_The task:_
Output every line from the beginning of the records through the line that contains "Construction is eager", exactly as it appears.

(Collected data entries)
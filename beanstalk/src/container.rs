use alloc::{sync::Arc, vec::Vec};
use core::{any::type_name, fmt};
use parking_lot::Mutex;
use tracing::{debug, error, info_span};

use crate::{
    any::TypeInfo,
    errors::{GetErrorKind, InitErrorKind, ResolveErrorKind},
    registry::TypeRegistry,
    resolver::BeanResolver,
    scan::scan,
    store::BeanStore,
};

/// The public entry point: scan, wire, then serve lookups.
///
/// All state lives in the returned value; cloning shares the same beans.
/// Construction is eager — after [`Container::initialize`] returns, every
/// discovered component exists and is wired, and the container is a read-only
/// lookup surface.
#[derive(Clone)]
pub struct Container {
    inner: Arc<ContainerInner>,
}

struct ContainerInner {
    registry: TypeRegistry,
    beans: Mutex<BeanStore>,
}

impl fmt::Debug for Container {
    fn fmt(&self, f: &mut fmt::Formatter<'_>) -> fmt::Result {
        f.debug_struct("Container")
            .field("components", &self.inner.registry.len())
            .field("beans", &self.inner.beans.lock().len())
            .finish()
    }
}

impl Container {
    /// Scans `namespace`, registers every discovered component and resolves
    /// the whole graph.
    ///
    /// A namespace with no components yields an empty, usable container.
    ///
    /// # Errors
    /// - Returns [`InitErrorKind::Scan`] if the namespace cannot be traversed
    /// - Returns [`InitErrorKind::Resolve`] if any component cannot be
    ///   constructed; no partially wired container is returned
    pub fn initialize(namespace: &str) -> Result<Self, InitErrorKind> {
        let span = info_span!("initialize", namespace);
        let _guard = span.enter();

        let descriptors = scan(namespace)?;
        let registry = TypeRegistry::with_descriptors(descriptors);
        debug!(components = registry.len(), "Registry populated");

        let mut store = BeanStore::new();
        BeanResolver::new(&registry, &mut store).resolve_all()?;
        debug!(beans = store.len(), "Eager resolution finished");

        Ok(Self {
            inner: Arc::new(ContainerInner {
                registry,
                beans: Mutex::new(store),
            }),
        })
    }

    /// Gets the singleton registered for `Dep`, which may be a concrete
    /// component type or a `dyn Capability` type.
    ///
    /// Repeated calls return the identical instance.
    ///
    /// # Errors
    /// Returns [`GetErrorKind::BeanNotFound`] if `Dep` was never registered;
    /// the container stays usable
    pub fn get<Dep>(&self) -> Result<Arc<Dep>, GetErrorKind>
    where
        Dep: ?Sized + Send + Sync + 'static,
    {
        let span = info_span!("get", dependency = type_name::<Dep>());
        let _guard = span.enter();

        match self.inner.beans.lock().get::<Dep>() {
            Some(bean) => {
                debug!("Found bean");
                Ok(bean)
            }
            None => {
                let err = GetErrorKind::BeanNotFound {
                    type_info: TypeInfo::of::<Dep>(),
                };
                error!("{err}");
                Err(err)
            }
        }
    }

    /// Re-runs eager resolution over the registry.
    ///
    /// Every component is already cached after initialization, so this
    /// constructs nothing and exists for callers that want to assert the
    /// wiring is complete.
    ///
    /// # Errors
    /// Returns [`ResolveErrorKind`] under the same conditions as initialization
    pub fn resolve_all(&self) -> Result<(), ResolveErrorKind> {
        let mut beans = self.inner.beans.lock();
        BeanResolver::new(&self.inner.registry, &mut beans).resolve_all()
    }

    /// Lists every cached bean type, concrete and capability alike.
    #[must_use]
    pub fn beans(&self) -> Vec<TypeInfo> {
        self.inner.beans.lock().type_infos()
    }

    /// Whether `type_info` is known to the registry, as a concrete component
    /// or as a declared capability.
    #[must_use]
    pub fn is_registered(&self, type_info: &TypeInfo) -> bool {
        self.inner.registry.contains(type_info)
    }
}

_Your response:_
filename beanstalk/src/container.rs
use alloc::{sync::Arc, vec::Vec};
use core::{any::type_name, fmt};
use parking_lot::Mutex;
use tracing::{debug, error, info_span};

use crate::{
    any::TypeInfo,
    errors::{GetErrorKind, InitErrorKind, ResolveErrorKind},
    registry::TypeRegistry,
    resolver::BeanResolver,
    scan::scan,
    store::BeanStore,
};

/// The public entry point: scan, wire, then serve lookups.
///
/// All state lives in the returned value; cloning shares the same beans.
/// Construction is eager — after [`Container::initialize`] returns, every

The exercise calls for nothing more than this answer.